Bukan karena aku tak menyukai Revin atau bagaimana, hanya saja ia terlalu baik padaku selama ini. Telah banyak kebaikan yang telah ia lakukan padaku sampai-sampai aku tidak tega untuk memintanya berhenti menjadi pacar pura-puraku.
Aku tahu, sebenarnya ini semua salahku. Aku yang terlalu kalap akan kedatangan Stevan, sampai-sampai aku langsung meminta Revin yang pada saat itu hanyalah orang asing bagiku untuk menjadi pacar pura-puraku hanya untuk membuat Stevan mundur perlahan.

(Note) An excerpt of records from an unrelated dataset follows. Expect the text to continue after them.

//! Note repository contract and SQLite implementation.
//!
//! # Responsibility
//! - Provide create/read/update APIs over the active collection.
//! - Move notes between active, trash and archive without losing or
//!   duplicating them.
//! - Purge trash/archive and reset all collections.
//!
//! # Invariants
//! - A move reads the source row, inserts it verbatim into the destination and
//!   deletes the source inside one `IMMEDIATE` transaction.
//! - List operations return notes ordered by `id ASC`.
//! - `update_note` never inserts; `updated_at` never moves backwards.
//! - Titles and content are never written to logs.

use crate::config::StoreConfig;
use crate::db::migrations::current_version;
use crate::db::{open_store, DbError};
use crate::model::note::{
    now_millis, Collection, Note, NoteId, NoteKey, NoteValidationError, TimestampMs,
};
use log::{debug, error, info};
use rusqlite::{params, Connection, OptionalExtension, Row, TransactionBehavior};
use std::sync::{Mutex, MutexGuard, PoisonError};
use thiserror::Error;

const NOTE_COLUMNS: &str = "id, title, content, created_at, updated_at";

pub type StoreResult<T> = Result<T, StoreError>;

/// Repository error for note persistence and lifecycle operations.
#[derive(Debug, Error)]
pub enum StoreError {
    /// Opening or migrating the store failed.
    #[error(transparent)]
    Db(#[from] DbError),
    #[error("note {id} not found in {collection}")]
    NotFound { id: NoteId, collection: Collection },
    /// The store rejected a write (constraint violation, disk full, ...).
    #[error("write rejected by store: {0}")]
    PersistenceFailed(#[source] rusqlite::Error),
    /// The destination row was written but the source row could not be
    /// removed. The transaction is rolled back, so the note is still in `from`.
    #[error("moving note {id} from {from} to {to} could not remove the source row")]
    MovePartiallyFailed {
        id: NoteId,
        from: Collection,
        to: Collection,
        #[source]
        source: Option<rusqlite::Error>,
    },
    #[error("note id {id} is already used in {collection}")]
    IdInUse { id: NoteId, collection: Collection },
    #[error(transparent)]
    Validation(#[from] NoteValidationError),
    #[error("invalid persisted note data: {0}")]
    InvalidData(String),
    #[error("connection is not migrated (user_version={actual_version})")]
    UninitializedConnection { actual_version: u32 },
    #[error("required table `{0}` is missing")]
    MissingRequiredTable(&'static str),
}

impl From<rusqlite::Error> for StoreError {
    fn from(value: rusqlite::Error) -> Self {
        Self::Db(DbError::Sqlite(value))
    }
}

/// A lifecycle transition between two collections.
#[derive(Debug, Clone, Copy, PartialEq, Eq)]
pub enum Transition {
    /// active → trash
    Delete,
    /// trash → active
    Restore,
    /// active → archive
    Archive,
    /// archive → active
    Unarchive,
}

impl Transition {
    pub fn source(self) -> Collection {
        match self {
            Self::Delete | Self::Archive => Collection::Active,
            Self::Restore => Collection::Trash,
            Self::Unarchive => Collection::Archive,
        }
    }

    pub fn destination(self) -> Collection {
        match self {
            Self::Delete => Collection::Trash,
            Self::Archive => Collection::Archive,
            Self::Restore | Self::Unarchive => Collection::Active,
        }
    }
}

/// All three collections read at one point in time.
#[derive(Debug, Clone, Default, PartialEq, Eq)]
pub struct CollectionSnapshot {
    pub active: Vec<Note>,
    pub trash: Vec<Note>,
    pub archive: Vec<Note>,
}

/// Repository interface for note CRUD and lifecycle operations.
pub trait NoteRepository {
    /// Inserts a note into the active collection and returns its id.
    ///
    /// Both timestamps are stamped to now. A supplied id is kept as-is.
    fn add_note(&self, note: &Note) -> StoreResult<NoteId>;
    /// Gets one note from the given collection.
    fn get_note_from(&self, collection: Collection, id: NoteId) -> StoreResult<Note>;
    /// Lists one collection ordered by `id ASC`.
    fn list_notes(&self, collection: Collection) -> StoreResult<Vec<Note>>;
    /// Lists at most `limit` notes ordered by `updated_at DESC, id DESC`.
    fn recent_notes(&self, collection: Collection, limit: u32) -> StoreResult<Vec<Note>>;
    fn count_notes(&self, collection: Collection) -> StoreResult<u64>;
    /// Reads all collections in one transaction.
    fn snapshot(&self) -> StoreResult<CollectionSnapshot>;
    /// Overwrites title/content of an active note and returns the stored copy.
    fn update_note(&self, note: &Note) -> StoreResult<Note>;
    /// Moves one note along `transition` and returns it as stored.
    fn transfer(&self, id: NoteId, transition: Transition) -> StoreResult<Note>;
    /// Permanently removes one note from the trash.
    fn purge_note_by_id(&self, id: NoteId) -> StoreResult<()>;
    /// Permanently removes every note in `collection`; returns the count.
    fn purge_collection(&self, collection: Collection) -> StoreResult<usize>;
    /// Clears all three collections and restarts id assignment, keeping the schema.
    fn reset_data(&self) -> StoreResult<()>;

    fn get_note(&self, id: NoteId) -> StoreResult<Note> {
        self.get_note_from(Collection::Active, id)
    }

    fn get_all_notes(&self) -> StoreResult<Vec<Note>> {
        self.list_notes(Collection::Active)
    }

    fn get_all_notes_from_trash(&self) -> StoreResult<Vec<Note>> {
        self.list_notes(Collection::Trash)
    }

    fn get_all_notes_from_archive(&self) -> StoreResult<Vec<Note>> {
        self.list_notes(Collection::Archive)
    }

    fn delete_note<K: NoteKey>(&self, key: K) -> StoreResult<Note>
    where
        Self: Sized,
    {
        self.transfer(key.note_id()?, Transition::Delete)
    }

    fn restore_note<K: NoteKey>(&self, key: K) -> StoreResult<Note>
    where
        Self: Sized,
    {
        self.transfer(key.note_id()?, Transition::Restore)
    }

    /// Only notes in the active collection can be archived.
    fn archive_note<K: NoteKey>(&self, key: K) -> StoreResult<Note>
    where
        Self: Sized,
    {
        self.transfer(key.note_id()?, Transition::Archive)
    }

    fn unarchive_note<K: NoteKey>(&self, key: K) -> StoreResult<Note>
    where
        Self: Sized,
    {
        self.transfer(key.note_id()?, Transition::Unarchive)
    }

    fn purge_note<K: NoteKey>(&self, key: K) -> StoreResult<()>
    where
        Self: Sized,
    {
        self.purge_note_by_id(key.note_id()?)
    }

    fn empty_trash(&self) -> StoreResult<usize> {
        self.purge_collection(Collection::Trash)
    }

    fn empty_archive(&self) -> StoreResult<usize> {
        self.purge_collection(Collection::Archive)
    }
}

Namun pada akhirnya? Kenyataan berbalik. Stevan mundur tanpa harus kupamerkan padanya bahwa aku sudah punya 'pacar'. Jadi selama ini, sebenarnya statusku dengan Revin tidak berpengaruh terhadap apapun. Bahkan saat ini, aku telah memperbaiki hubunganku dengan Stevan dan mungkin kita bisa bersahabat seperti dulu lagi? Entahlah.
Aku bingung apa yang harus kulakukan. Haruskah aku menolak Kak Farrel yang notabene sudah menjadi idolaku sejak 1 tahun yang lalu hanya demi Revin? Atau haruskah aku memutuskan hubungan semuku dengan Revin dan lebih memilih untuk menerima Kak Farrel?
Aku benci seperti ini.
Jakarta, 27 Februari 2015.
Kala Fajar menyingsing 5:30*****
Farrel baru saja memasuki rumahnya sebelum ia mendapati sang adik tengah duduk di ruang tamu. Terlihat seperti menunggu seseorang.
"Kamu nunggu siapa?" Farrel menoleh keluar memastikan apakah ada orang yang akan datang.
"Nunggu kakak."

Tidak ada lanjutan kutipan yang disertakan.